Brytyjski thriller polityczny pozostawi was bez tchu. Wciąga od pierwszej minuty

swiatseriali.interia.pl 5 godzin temu
Zdjęcie: INTERIA.PL


Brytyjski Netflix dowozi w ostatnich miesiącach roku jedne z najciekawszych serialowych produkcji. Wystarczy wymienić choćby styczniowe "Toksyczne miasto", fantastyczne "Dojrzewanie", czy choćby zeszłoroczny thriller akcji "Black Doves". W czwartek w serwisie zadebiutował "Wybór" - nowy miniserial w gwiazdorskiej obsadzie, który już zdążył podbić serca widzów.


"Wybór": brytyjski thriller z Suranne Jones i Julie Delpy


Jedna kieruje się etyką i pragnie podejmować jak najlepsze decyzje dla swojego kraju, druga - gra w pokera z kamienną twarzą i podejmuje decyzje wbrew sobie, ale zgodnie z sondażami. Jedna ma swoje ideały, ale wydaje się, iż jej dyplomacja może doprowadzić do upadku kraju, druga - zatraca siebie oraz swoje idee, ponieważ słucha pomysłów innych, którzy mogą pomóc utrzymać jej się przy władzy.


Brytyjski thriller polityczny Netfliksa, który od kilku dni króluje na czele rankingów, przedstawia historię brytyjskiej premier Abigail Dalton (Suranne Jones) oraz francuskiej prezydent Vivienne Toussaint (Julie Delpy), które w obliczu niebezpieczeństwa muszą połączyć siły. Reklama


Za sterami serii stanął Matt Charman, odpowiedzialny m.in. za serial "Zdrada" z Charliem Coxem oraz pełnometrażowy "Most szpiegów" z Tomem Hanksem w roli głównej. W trakcie zaledwie pięciu odcinków serialu “Wybór" Charmanowi udaje się przedstawić pełen akcji i napięcia dramat dwóch kobiet, które w tragicznej sytuacji starają się nie tylko ochronić najbliższych, ale i swój kraj.

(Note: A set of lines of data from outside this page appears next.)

use std::fmt;

use chrono::NaiveDateTime;
use rust_decimal::Decimal;
use serde::{Deserialize, Serialize};

use crate::registry::CategoryRule;

/// A single cell as handed over by a row source.
#[derive(Debug, Clone, PartialEq, Serialize, Deserialize)]
#[serde(tag = "type", content = "value", rename_all = "snake_case")]
pub enum CellValue {
    Text(String),
    Number(f64),
    Date(NaiveDateTime),
}

impl CellValue {
    /// True for the empty text cell, which decoders emit for blank cells.
    pub fn is_blank(&self) -> bool {
        matches!(self, CellValue::Text(text) if text.is_empty())
    }
}

impl fmt::Display for CellValue {
    fn fmt(&self, f: &mut fmt::Formatter<'_>) -> fmt::Result {
        match self {
            CellValue::Text(text) => f.write_str(text),
            CellValue::Number(number) => write!(f, "{}", number),
            CellValue::Date(date) => write!(f, "{}", date),
        }
    }
}

impl From<&str> for CellValue {
    fn from(value: &str) -> Self {
        CellValue::Text(value.to_string())
    }
}

impl From<String> for CellValue {
    fn from(value: String) -> Self {
        CellValue::Text(value)
    }
}

impl From<f64> for CellValue {
    fn from(value: f64) -> Self {
        CellValue::Number(value)
    }
}

impl From<NaiveDateTime> for CellValue {
    fn from(value: NaiveDateTime) -> Self {
        CellValue::Date(value)
    }
}

/// One decoded spreadsheet row, keyed by header name in column order.
#[derive(Debug, Clone, Default, PartialEq, Serialize, Deserialize)]
pub struct RawRow {
    cells: Vec<(String, CellValue)>,
}

impl RawRow {
    pub fn new() -> Self {
        Self::default()
    }

    /// Sets `key` to `value`, replacing an earlier cell with the same key.
    pub fn insert(&mut self, key: impl Into<String>, value: impl Into<CellValue>) {
        let key = key.into();
        let value = value.into();
        match self.cells.iter_mut().find(|(k, _)| *k == key) {
            Some((_, slot)) => *slot = value,
            None => self.cells.push((key, value)),
        }
    }

    pub fn with(mut self, key: impl Into<String>, value: impl Into<CellValue>) -> Self {
        self.insert(key, value);
        self
    }

    pub fn get(&self, key: &str) -> Option<&CellValue> {
        self.cells.iter().find(|(k, _)| k == key).map(|(_, v)| v)
    }

    pub fn contains_key(&self, key: &str) -> bool {
        self.get(key).is_some()
    }

    pub fn keys(&self) -> impl Iterator<Item = &str> {
        self.cells.iter().map(|(k, _)| k.as_str())
    }

    /// Stringified cell value, or an empty string when the cell is absent.
    pub fn text(&self, key: &str) -> String {
        self.get(key).map(ToString::to_string).unwrap_or_default()
    }

    pub fn len(&self) -> usize {
        self.cells.len()
    }

    pub fn is_empty(&self) -> bool {
        self.cells.is_empty()
    }
}

impl<K, V> FromIterator<(K, V)> for RawRow
where
    K: Into<String>,
    V: Into<CellValue>,
{
    fn from_iter<I: IntoIterator<Item = (K, V)>>(iter: I) -> Self {
        let mut row = RawRow::new();
        for (key, value) in iter {
            row.insert(key, value);
        }
        row
    }
}

/// A row that matched a category and earned cashback.
#[derive(Debug, Clone, PartialEq, Serialize, Deserialize)]
pub struct ContributingTransaction {
    pub id: String,
    pub date: String,
    pub category: String,
    pub subcategory: String,
    pub description: String,
    /// Amount cell exactly as it appeared in the row
    pub raw_amount: String,
    pub amount: Decimal,
    pub cashback: Decimal,
}

/// Cashback accumulated for one category during a single run.
#[derive(Debug, Clone, PartialEq, Serialize, Deserialize)]
pub struct CategorySpendResult {
    pub name: String,
    pub percentage: Decimal,
    pub limit: Decimal,
    pub keywords: Vec<String>,
    pub cashback: Decimal,
    pub contributing_transactions: Vec<ContributingTransaction>,
}

impl CategorySpendResult {
    /// A zeroed result carrying its own copy of the rule's fields.
    pub fn from_rule(rule: &CategoryRule) -> Self {
        Self {
            name: rule.name.clone(),
            percentage: rule.percentage,
            limit: rule.limit,
            keywords: rule.keywords.clone(),
            cashback: Decimal::ZERO,
            contributing_transactions: Vec::new(),
        }
    }

    /// Adds the transaction to this category.
    ///
    /// Returns `false`, leaving the result untouched, when the running total
    /// would overflow.
    pub fn record(&mut self, transaction: ContributingTransaction) -> bool {
        let Some(total) = self.cashback.checked_add(transaction.cashback) else {
            return false;
        };
        self.cashback = total;
        self.contributing_transactions.push(transaction);
        true
    }

    /// Share of the limit already earned, in percent. Not clamped, but
    /// saturates at `Decimal::MAX`.
    pub fn limit_progress(&self) -> Decimal {
        if self.limit <= Decimal::ZERO {
            return Decimal::ZERO;
        }
        self.cashback
            .checked_div(self.limit)
            .and_then(|ratio| ratio.checked_mul(Decimal::ONE_HUNDRED))
            .unwrap_or(Decimal::MAX)
    }

    pub fn limit_progress_clamped(&self) -> Decimal {
        self.limit_progress().min(Decimal::ONE_HUNDRED)
    }

    pub fn is_limit_reached(&self) -> bool {
        self.limit_progress() >= Decimal::ONE_HUNDRED
    }
}

/// Outcome of a classification run.
#[derive(Debug, Clone, PartialEq, Serialize, Deserialize)]
pub struct ClassificationSummary {
    /// Rows received
    pub processed_count: usize,
    /// Rows whose account and transaction type matched the card
    pub relevant_count: usize,
    pub results: Vec<CategorySpendResult>,
}

impl ClassificationSummary {
    pub fn total_cashback(&self) -> Decimal {
        self.results
            .iter()
            .fold(Decimal::ZERO, |total, r| total.saturating_add(r.cashback))
    }

    pub fn matched_count(&self) -> usize {
        self.results
            .iter()
            .map(|r| r.contributing_transactions.len())
            .sum()
    }

    pub fn result(&self, name: &str) -> Option<&CategorySpendResult> {
        self.results.iter().find(|r| r.name == name)
    }

    pub fn to_json(&self) -> serde_json::Result<String> {
        serde_json::to_string_pretty(self)
    }
}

Problem w tym, iż ich przeciwnicy są zawsze o krok do przodu, a gra musi trwać dalej.
Zobacz też: Dwadzieścia lat temu zagrał w światowym hicie. Powraca na ekrany w nowej roli


"Wybór": zwroty akcji i zręczne budowanie napięcia


Tym co od razu przykuwa uwagę jest zręczne przedstawienie relacji kobiet, których więcej dzieli niż łączy. Pierwsze dwa odcinki to utarczki słowne między Dalton i Toussaint, zwroty akcji i budowanie napięcia. Charman przeplata wiele wątków, zwodzi widza i z epizodu na epizod zwiększa stawkę, o którą toczy się gra. Obie panie muszą odpowiedzieć sobie na ważne pytania - o rodzinę, o lojalność wobec kraju i to, czy są gotowe poświęcić władzę dla dobra innych. Granica pomiędzy obowiązkiem, a żądzą władzy jest, jak się okazuje, bardzo cienka.
Wszystkie powyższe punkty jak, sprawna realizacja, szybkie tempo oraz odpowiednie wplecenie humoru pomiędzy kolejne sceny akcji, i to bez szarżowania czy epatowania nieśmiesznymi dowcipami czy one-linerami, wciągają widza w plecioną umiejętnie intrygę. Mówiąc krótko, Brytyjczycy znowu "dowieźli". Może nie jest to szalona pełna akcji opowieść jak "Black Doves" (“Wybór" jest bardziej stonowany), czy przeszywające "Toksyczne miasto" lub "Dojrzewanie", ale sprawny thriller, który obejrzycie w całości bez żadnej przerwy.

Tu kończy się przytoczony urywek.